• **Work required**
Write the records out again, precisely as they stand.

• **Source information**
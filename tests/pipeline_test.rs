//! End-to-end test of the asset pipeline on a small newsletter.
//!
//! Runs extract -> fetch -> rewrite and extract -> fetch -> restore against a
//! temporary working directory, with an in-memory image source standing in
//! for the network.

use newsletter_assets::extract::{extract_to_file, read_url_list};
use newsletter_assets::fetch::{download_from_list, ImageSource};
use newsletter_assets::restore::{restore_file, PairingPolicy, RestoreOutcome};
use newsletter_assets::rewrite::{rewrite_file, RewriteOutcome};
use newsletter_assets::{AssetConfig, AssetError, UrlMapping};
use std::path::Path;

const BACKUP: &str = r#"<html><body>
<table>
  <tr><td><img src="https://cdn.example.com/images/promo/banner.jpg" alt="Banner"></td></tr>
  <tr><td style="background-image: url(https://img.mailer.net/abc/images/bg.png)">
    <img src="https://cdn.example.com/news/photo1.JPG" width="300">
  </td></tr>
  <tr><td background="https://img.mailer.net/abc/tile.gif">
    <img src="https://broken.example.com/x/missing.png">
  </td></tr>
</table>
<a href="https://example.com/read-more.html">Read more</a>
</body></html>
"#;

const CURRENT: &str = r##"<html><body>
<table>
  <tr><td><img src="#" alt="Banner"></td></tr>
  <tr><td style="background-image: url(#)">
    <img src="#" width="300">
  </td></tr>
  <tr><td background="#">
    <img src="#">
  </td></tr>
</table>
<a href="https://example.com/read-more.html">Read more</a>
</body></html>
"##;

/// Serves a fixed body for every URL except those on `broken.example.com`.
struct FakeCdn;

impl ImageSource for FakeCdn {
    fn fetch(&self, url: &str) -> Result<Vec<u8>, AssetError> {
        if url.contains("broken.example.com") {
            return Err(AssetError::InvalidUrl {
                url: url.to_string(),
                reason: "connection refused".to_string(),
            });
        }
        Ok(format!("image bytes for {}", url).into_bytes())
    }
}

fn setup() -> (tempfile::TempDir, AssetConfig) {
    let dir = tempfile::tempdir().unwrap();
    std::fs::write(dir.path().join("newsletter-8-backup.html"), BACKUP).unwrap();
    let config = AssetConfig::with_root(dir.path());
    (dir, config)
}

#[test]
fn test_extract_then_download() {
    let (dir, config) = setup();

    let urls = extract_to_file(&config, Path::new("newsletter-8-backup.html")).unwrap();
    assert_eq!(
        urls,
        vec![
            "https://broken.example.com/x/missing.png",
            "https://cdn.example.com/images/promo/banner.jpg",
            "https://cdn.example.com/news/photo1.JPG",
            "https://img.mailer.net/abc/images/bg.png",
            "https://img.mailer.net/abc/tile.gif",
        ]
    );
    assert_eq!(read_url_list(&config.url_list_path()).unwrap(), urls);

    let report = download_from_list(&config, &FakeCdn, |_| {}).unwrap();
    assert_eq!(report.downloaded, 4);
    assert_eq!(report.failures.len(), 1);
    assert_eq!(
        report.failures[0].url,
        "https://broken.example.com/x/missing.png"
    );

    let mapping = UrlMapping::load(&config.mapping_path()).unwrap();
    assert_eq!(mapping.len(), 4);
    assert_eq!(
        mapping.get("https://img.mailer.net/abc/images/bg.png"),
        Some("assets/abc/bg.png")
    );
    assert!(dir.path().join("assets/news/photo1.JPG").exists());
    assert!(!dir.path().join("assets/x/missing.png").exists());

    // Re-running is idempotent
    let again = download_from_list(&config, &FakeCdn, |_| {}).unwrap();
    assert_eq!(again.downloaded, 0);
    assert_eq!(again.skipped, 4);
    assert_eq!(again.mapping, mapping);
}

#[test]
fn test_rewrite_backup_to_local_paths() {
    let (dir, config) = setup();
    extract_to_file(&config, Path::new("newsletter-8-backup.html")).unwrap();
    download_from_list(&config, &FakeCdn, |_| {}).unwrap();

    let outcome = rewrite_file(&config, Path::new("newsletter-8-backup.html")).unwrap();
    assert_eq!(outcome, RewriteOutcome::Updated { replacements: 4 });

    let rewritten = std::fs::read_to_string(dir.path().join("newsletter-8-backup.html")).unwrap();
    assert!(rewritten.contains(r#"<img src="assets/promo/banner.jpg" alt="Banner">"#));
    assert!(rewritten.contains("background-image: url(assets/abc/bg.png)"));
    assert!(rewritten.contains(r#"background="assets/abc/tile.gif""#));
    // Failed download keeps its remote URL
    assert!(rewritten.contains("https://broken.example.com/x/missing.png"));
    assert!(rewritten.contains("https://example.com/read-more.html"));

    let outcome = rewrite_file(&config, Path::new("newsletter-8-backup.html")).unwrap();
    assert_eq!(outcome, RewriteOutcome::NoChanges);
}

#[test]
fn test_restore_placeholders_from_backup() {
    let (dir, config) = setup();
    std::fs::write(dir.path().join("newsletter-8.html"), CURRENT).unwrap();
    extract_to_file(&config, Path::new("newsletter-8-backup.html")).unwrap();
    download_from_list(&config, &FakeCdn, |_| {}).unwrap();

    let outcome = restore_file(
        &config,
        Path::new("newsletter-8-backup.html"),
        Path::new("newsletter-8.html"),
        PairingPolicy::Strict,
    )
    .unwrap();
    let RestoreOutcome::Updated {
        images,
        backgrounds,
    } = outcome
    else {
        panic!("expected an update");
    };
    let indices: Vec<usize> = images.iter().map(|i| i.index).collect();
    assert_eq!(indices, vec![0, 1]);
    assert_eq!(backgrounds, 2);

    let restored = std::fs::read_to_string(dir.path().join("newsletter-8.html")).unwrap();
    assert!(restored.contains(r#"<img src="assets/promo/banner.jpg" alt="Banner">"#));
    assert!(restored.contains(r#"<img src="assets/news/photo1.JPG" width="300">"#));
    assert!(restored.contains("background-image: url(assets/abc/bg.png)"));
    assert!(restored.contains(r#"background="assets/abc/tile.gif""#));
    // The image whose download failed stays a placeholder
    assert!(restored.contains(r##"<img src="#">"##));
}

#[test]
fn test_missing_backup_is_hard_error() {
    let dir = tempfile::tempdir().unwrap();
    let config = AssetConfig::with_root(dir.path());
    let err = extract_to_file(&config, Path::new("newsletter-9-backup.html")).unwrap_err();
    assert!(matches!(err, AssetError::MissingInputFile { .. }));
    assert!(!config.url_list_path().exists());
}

• **Reply**
filename tests/pipeline_test.rs
//! End-to-end test of the asset pipeline on a small newsletter.
//!
//! Runs extract -> fetch -> rewrite and extract -> fetch -> restore against a
//! temporary working directory, with an in-memory image source standing in
//! for the network.

use newsletter_assets::extract::{extract_to_file, read_url_list};
use newsletter_assets::fetch::{download_from_list, ImageSource};
use newsletter_assets::restore::{restore_file, PairingPolicy, RestoreOutcome};
use newsletter_assets::rewrite::{rewrite_file, RewriteOutcome};
use newsletter_assets::{AssetConfig, AssetError, UrlMapping};
use std::path::Path;

const BACKUP: &str = r#"<html><body>
<table>
  <tr><td><img src="https://cdn.example.com/images/promo/banner.jpg" alt="Banner"></td></tr>
  <tr><td style="background-image: url(https://img.mailer.net/abc/images/bg.png)">
    <img src="https://cdn.example.com/news/photo1.JPG" width="300">
  </td></tr>
  <tr><td background="https://img.mailer.net/abc/tile.gif">
    <img src="https://broken.example.com/x/missing.png">
  </td></tr>
</table>
<a href="https://example.com/read-more.html">Read more</a>
</body></html>
"#;

const CURRENT: &str = r##"<html><body>
<table>
  <tr><td><img src="#" alt="Banner"></td></tr>
  <tr><td style="background-image: url(#)">
    <img src="#" width="300">
  </td></tr>
  <tr><td background="#">
    <img src="#">
  </td></tr>
</table>
<a href="https://example.com/read-more.html">Read more</a>
</body></html>
"##;

/// Serves a fixed body for every URL except those on `broken.example.com`.
struct FakeCdn;

impl ImageSource for FakeCdn {
    fn fetch(&self, url: &str) -> Result<Vec<u8>, AssetError> {
        if url.contains("broken.example.com") {
            return Err(AssetError::InvalidUrl {
                url: url.to_string(),
                reason: "connection refused".to_string(),
            });
        }
        Ok(format!("image bytes for {}", url).into_bytes())
    }
}

fn setup() -> (tempfile::TempDir, AssetConfig) {
    let dir = tempfile::tempdir().unwrap();
    std::fs::write(dir.path().join("newsletter-8-backup.html"), BACKUP).unwrap();
    let config = AssetConfig::with_root(dir.path());
    (dir, config)
}

#[test]
fn test_extract_then_download() {
    let (dir, config) = setup();

    let urls = extract_to_file(&config, Path::new("newsletter-8-backup.html")).unwrap();
    assert_eq!(
        urls,
        vec![
            "https://broken.example.com/x/missing.png",
            "https://cdn.example.com/images/promo/banner.jpg",
            "https://cdn.example.com/news/photo1.JPG",
            "https://img.mailer.net/abc/images/bg.png",
            "https://img.mailer.net/abc/tile.gif",
        ]
    );
    assert_eq!(read_url_list(&config.url_list_path()).unwrap(), urls);

    let report = download_from_list(&config, &FakeCdn, |_| {}).unwrap();
    assert_eq!(report.downloaded, 4);
    assert_eq!(report.failures.len(), 1);
    assert_eq!(
        report.failures[0].url,
        "https://broken.example.com/x/missing.png"
    );

    let mapping = UrlMapping::load(&config.mapping_path()).unwrap();
    assert_eq!(mapping.len(), 4);
    assert_eq!(
        mapping.get("https://img.mailer.net/abc/images/bg.png"),
        Some("assets/abc/bg.png")
    );
    assert!(dir.path().join("assets/news/photo1.JPG").exists());
    assert!(!dir.path().join("assets/x/missing.png").exists());

    // Re-running is idempotent
    let again = download_from_list(&config, &FakeCdn, |_| {}).unwrap();
    assert_eq!(again.downloaded, 0);
    assert_eq!(again.skipped, 4);
    assert_eq!(again.mapping, mapping);
}

#[test]
fn test_rewrite_backup_to_local_paths() {
    let (dir, config) = setup();
    extract_to_file(&config, Path::new("newsletter-8-backup.html")).unwrap();
    download_from_list(&config, &FakeCdn, |_| {}).unwrap();

    let outcome = rewrite_file(&config, Path::new("newsletter-8-backup.html")).unwrap();
    assert_eq!(outcome, RewriteOutcome::Updated { replacements: 4 });

    let rewritten = std::fs::read_to_string(dir.path().join("newsletter-8-backup.html")).unwrap();
    assert!(rewritten.contains(r#"<img src="assets/promo/banner.jpg" alt="Banner">"#));
    assert!(rewritten.contains("background-image: url(assets/abc/bg.png)"));
    assert!(rewritten.contains(r#"background="assets/abc/tile.gif""#));
    // Failed download keeps its remote URL
    assert!(rewritten.contains("https://broken.example.com/x/missing.png"));
    assert!(rewritten.contains("https://example.com/read-more.html"));

    let outcome = rewrite_file(&config, Path::new("newsletter-8-backup.html")).unwrap();
    assert_eq!(outcome, RewriteOutcome::NoChanges);
}

#[test]
fn test_restore_placeholders_from_backup() {
    let (dir, config) = setup();
    std::fs::write(dir.path().join("newsletter-8.html"), CURRENT).unwrap();
    extract_to_file(&config, Path::new("newsletter-8-backup.html")).unwrap();
    download_from_list(&config, &FakeCdn, |_| {}).unwrap();

    let outcome = restore_file(
        &config,
        Path::new("newsletter-8-backup.html"),
        Path::new("newsletter-8.html"),
        PairingPolicy::Strict,
    )
    .unwrap();
    let RestoreOutcome::Updated {
        images,
        backgrounds,
    } = outcome
    else {
        panic!("expected an update");
    };
    let indices: Vec<usize> = images.iter().map(|i| i.index).collect();
    assert_eq!(indices, vec![0, 1]);
    assert_eq!(backgrounds, 2);

    let restored = std::fs::read_to_string(dir.path().join("newsletter-8.html")).unwrap();
    assert!(restored.contains(r#"<img src="assets/promo/banner.jpg" alt="Banner">"#));
    assert!(restored.contains(r#"<img src="assets/news/photo1.JPG" width="300">"#));
    assert!(restored.contains("background-image: url(assets/abc/bg.png)"));
    assert!(restored.contains(r#"background="assets/abc/tile.gif""#));
    // The image whose download failed stays a placeholder
    assert!(restored.contains(r##"<img src="#">"##));
}

#[test]
fn test_missing_backup_is_hard_error() {
    let dir = tempfile::tempdir().unwrap();
    let config = AssetConfig::with_root(dir.path());
    let err = extract_to_file(&config, Path::new("newsletter-9-backup.html")).unwrap_err();
    assert!(matches!(err, AssetError::MissingInputFile { .. }));
    assert!(!config.url_list_path().exists());
}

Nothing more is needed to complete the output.